* _Task description_: Look through the entries that follow and return each line that has the string "value".

### Information

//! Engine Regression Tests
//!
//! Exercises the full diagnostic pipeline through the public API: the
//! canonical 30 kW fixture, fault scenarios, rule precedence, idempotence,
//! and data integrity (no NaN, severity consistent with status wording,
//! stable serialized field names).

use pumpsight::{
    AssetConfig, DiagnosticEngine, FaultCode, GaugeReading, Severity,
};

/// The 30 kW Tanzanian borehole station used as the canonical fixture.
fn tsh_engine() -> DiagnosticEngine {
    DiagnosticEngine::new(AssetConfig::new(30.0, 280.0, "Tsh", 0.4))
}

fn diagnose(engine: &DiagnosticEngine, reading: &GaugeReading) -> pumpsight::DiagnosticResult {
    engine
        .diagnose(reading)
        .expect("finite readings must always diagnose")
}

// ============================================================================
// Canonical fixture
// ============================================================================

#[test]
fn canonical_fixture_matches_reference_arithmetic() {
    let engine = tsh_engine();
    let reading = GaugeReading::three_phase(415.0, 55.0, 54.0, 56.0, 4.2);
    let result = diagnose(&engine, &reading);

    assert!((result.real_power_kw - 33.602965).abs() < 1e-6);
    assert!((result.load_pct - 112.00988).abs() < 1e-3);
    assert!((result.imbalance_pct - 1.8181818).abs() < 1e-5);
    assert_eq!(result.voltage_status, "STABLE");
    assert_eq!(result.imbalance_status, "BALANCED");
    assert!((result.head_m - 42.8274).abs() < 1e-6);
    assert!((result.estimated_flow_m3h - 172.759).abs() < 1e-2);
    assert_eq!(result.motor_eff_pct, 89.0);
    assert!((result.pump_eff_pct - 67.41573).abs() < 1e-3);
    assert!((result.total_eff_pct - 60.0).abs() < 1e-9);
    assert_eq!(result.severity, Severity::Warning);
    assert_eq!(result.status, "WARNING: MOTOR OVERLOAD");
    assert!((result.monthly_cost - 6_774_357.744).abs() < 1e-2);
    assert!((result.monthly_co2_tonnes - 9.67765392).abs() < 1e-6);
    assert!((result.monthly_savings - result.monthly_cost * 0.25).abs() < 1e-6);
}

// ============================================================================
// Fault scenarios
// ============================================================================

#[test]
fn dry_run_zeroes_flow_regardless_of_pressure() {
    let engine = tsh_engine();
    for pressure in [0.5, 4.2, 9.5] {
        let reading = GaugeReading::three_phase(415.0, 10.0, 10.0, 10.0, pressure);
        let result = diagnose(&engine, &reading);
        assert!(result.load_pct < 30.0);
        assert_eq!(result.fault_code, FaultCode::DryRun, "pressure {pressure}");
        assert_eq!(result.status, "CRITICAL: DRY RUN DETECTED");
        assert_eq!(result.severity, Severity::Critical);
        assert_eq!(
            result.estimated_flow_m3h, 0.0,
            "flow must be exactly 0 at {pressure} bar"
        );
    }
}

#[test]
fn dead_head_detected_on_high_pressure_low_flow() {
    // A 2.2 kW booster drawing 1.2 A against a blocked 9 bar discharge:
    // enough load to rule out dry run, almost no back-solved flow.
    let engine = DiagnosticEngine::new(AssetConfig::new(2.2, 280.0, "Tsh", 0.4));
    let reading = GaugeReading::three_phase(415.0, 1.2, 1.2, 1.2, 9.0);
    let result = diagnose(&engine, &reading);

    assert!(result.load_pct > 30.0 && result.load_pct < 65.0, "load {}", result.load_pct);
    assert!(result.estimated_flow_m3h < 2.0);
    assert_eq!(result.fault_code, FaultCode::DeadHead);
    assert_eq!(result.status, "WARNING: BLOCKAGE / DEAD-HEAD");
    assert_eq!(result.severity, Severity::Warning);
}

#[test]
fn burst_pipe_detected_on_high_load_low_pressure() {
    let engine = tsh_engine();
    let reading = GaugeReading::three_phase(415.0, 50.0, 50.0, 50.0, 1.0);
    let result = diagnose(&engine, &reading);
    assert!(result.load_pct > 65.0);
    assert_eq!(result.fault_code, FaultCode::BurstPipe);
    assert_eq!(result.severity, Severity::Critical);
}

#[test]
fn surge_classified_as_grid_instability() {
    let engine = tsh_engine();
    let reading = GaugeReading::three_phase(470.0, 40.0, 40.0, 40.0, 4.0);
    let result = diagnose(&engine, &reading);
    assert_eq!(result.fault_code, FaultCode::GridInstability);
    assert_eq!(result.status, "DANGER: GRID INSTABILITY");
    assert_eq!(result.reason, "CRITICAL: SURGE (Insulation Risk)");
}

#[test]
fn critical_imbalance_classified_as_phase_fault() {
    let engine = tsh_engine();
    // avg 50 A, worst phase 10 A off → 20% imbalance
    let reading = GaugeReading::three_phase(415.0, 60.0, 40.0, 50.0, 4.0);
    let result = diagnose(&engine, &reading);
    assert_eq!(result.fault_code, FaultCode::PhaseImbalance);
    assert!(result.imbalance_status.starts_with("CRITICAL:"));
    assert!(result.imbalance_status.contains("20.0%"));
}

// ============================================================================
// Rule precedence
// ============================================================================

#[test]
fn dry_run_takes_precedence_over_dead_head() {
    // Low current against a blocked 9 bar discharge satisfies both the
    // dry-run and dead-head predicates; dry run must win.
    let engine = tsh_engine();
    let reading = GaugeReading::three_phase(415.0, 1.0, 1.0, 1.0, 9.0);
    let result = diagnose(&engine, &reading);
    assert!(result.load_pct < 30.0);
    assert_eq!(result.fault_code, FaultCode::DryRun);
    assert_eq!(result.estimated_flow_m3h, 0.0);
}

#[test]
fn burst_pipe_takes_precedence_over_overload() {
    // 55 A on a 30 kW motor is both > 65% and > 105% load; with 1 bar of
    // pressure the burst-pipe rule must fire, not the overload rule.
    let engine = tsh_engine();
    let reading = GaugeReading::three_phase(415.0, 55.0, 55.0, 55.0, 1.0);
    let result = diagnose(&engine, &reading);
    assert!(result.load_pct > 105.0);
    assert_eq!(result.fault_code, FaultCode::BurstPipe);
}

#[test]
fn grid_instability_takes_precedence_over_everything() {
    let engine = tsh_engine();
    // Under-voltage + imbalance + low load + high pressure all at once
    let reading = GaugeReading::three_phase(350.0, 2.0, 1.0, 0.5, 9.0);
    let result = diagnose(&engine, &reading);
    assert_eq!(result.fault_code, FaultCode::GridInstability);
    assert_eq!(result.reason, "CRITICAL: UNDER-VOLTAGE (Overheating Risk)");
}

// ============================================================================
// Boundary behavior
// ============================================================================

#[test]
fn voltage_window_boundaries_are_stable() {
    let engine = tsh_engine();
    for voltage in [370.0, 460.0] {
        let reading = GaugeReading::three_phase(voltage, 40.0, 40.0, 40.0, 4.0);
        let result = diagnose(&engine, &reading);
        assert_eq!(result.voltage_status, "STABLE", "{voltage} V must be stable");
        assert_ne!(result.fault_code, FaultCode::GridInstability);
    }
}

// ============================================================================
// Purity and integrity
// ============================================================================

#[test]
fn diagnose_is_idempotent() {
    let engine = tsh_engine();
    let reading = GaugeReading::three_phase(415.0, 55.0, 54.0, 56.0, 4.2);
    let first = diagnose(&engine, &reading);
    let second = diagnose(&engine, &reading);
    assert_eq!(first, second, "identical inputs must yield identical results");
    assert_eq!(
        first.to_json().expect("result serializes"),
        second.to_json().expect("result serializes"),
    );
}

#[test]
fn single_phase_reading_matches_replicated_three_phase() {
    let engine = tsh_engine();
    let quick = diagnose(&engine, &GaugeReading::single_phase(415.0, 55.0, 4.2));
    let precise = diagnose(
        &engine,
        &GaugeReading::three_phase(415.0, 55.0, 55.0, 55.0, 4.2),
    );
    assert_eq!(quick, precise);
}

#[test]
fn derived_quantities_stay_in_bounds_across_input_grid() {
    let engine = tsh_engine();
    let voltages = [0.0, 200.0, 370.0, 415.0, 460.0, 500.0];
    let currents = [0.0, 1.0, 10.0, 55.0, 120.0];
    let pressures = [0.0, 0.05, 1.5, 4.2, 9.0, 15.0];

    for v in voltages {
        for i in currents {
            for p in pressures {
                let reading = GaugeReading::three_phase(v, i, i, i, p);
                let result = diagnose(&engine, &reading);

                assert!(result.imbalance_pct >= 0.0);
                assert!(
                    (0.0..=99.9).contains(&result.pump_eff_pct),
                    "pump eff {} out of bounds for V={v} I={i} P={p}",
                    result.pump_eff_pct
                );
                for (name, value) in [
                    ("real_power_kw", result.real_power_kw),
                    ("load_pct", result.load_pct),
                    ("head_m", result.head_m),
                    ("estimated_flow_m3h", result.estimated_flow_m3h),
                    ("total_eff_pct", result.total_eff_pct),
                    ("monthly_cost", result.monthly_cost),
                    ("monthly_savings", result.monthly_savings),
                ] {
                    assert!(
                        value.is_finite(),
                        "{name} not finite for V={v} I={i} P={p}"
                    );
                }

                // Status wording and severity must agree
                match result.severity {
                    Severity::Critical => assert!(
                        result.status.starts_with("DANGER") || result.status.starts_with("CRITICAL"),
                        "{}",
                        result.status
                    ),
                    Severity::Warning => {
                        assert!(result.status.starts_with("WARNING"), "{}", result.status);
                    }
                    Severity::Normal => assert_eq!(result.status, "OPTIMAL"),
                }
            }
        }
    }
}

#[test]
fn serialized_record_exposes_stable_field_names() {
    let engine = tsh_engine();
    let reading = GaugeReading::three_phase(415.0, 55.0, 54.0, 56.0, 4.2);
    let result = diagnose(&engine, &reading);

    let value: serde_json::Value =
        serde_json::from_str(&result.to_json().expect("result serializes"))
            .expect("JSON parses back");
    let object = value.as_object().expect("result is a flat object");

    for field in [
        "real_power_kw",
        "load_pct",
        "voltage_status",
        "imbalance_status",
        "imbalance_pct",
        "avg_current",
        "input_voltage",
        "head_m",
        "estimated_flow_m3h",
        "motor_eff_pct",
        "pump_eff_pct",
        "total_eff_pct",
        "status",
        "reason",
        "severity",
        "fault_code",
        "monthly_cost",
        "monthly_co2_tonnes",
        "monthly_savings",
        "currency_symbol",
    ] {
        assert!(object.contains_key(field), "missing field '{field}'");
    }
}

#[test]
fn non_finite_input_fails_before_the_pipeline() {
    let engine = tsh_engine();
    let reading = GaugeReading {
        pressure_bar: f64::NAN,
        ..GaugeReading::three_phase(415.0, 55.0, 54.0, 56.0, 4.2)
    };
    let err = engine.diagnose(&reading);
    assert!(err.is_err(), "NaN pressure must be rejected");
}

######

* _Task solution_:
                for (name, value) in [
                        value.is_finite(),
    let value: serde_json::Value =
    let object = value.as_object().expect("result is a flat object");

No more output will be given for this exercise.